WHAT IS EXPECTED: Count the lines in the entries below that mention the string "queue", then write that number by itself.

Stored data entries:
>>>
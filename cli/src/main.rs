// This file is part of fpqd, a daemon that serializes FrontPanel device access through a prioritized ticket queue.
//
// Copyright 2025 Canonical Ltd.
//
// SPDX-License-Identifier: GPL-3.0-only
//
// fpqd is free software: you can redistribute it and/or modify it under the terms of the GNU General Public License version 3, as published by the Free Software Foundation.
//
// fpqd is distributed in the hope that it will be useful, but WITHOUT ANY WARRANTY; without even the implied warranties of MERCHANTABILITY, SATISFACTORY QUALITY, or FITNESS FOR A PARTICULAR PURPOSE.  See the GNU General Public License for more details.
//
// You should have received a copy of the GNU General Public License along with this program.  If not, see http://www.gnu.org/licenses/.

mod control;
mod parse;
mod status;

use crate::control::control_handler;
use crate::parse::{parse_address, parse_data};
use crate::status::status_handler;
use clap::{Parser, Subcommand, ValueEnum, arg, command};
use log::{debug, error};

#[derive(Parser, Debug)]
#[command(name = "fpq")]
#[command(bin_name = "fpq")]
struct Cli {
    #[arg(
        long = "session",
        help = "talk to an fpqd instance on the session bus instead of the system bus"
    )]
    session: bool,
    #[command(subcommand)]
    command: Commands,
}

#[derive(ValueEnum, Clone, Copy, Debug, PartialEq, Eq)]
pub enum Toggle {
    On,
    Off,
}

#[derive(Subcommand, Debug)]
pub enum Commands {
    /// Read a 32-bit AXI register
    Read {
        #[arg(value_parser = parse_address, help = "register address, e.g. 0x44A50010")]
        address: u32,
    },
    /// Write a 32-bit AXI register
    Write {
        #[arg(value_parser = parse_address, help = "register address, e.g. 0x44A50208")]
        address: u32,
        #[arg(value_parser = parse_data, help = "value, decimal or 0x hex")]
        data: u32,
    },
    /// Move the captured window horizontally
    X {
        #[arg(allow_negative_numbers = true)]
        offset: i32,
    },
    /// Move the captured window vertically
    Y {
        #[arg(allow_negative_numbers = true)]
        offset: i32,
    },
    /// Change the number of frames per batch
    Batch { size: u32 },
    /// Re-measure the input frame rate
    Fps,
    /// Pulse the AXI system reset
    Reset,
    /// Turn frame streaming on or off
    Stream {
        #[arg(value_enum)]
        state: Toggle,
    },
    /// Show queue, stats, system variables and device info
    Status,
}

#[tokio::main]
async fn main() -> Result<(), Box<dyn std::error::Error>> {
    env_logger::init();
    let cli = Cli::parse();
    debug!("parsed cli command with {cli:?}");
    let connection = fpqd_api::connect(cli.session).await?;
    let result = match &cli.command {
        Commands::Status => status_handler(&connection).await,
        command => control_handler(&connection, command).await,
    };
    match result {
        Ok(msg) => {
            println!("{msg}");
            Ok(())
        }
        Err(e) => {
            error!("{e}");
            Err(e.into())
        }
    }
}

#[cfg(test)]
mod tests {
    use super::*;
    use clap::CommandFactory;
    use googletest::prelude::*;

    #[gtest]
    fn test_cli_is_consistent() {
        Cli::command().debug_assert();
    }

    #[gtest]
    fn test_negative_offset_and_session_flag() {
        let cli = Cli::try_parse_from(["fpq", "--session", "x", "-5"]).unwrap();
        assert_that!(cli.session, eq(true));
        assert!(matches!(cli.command, Commands::X { offset: -5 }));
    }

    #[gtest]
    fn test_write_parses_hex_address_and_decimal_data() {
        let cli = Cli::try_parse_from(["fpq", "write", "0x44A50208", "1408"]).unwrap();
        assert!(matches!(
            cli.command,
            Commands::Write {
                address: 0x44A5_0208,
                data: 1408
            }
        ));
    }

    #[gtest]
    fn test_decimal_address_is_rejected() {
        assert_that!(Cli::try_parse_from(["fpq", "read", "1234"]).is_err(), eq(true));
    }

    #[gtest]
    fn test_stream_toggle() {
        let cli = Cli::try_parse_from(["fpq", "stream", "off"]).unwrap();
        assert!(matches!(cli.command, Commands::Stream { state: Toggle::Off }));
    }
}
<<<
WRITTEN ANSWER: 2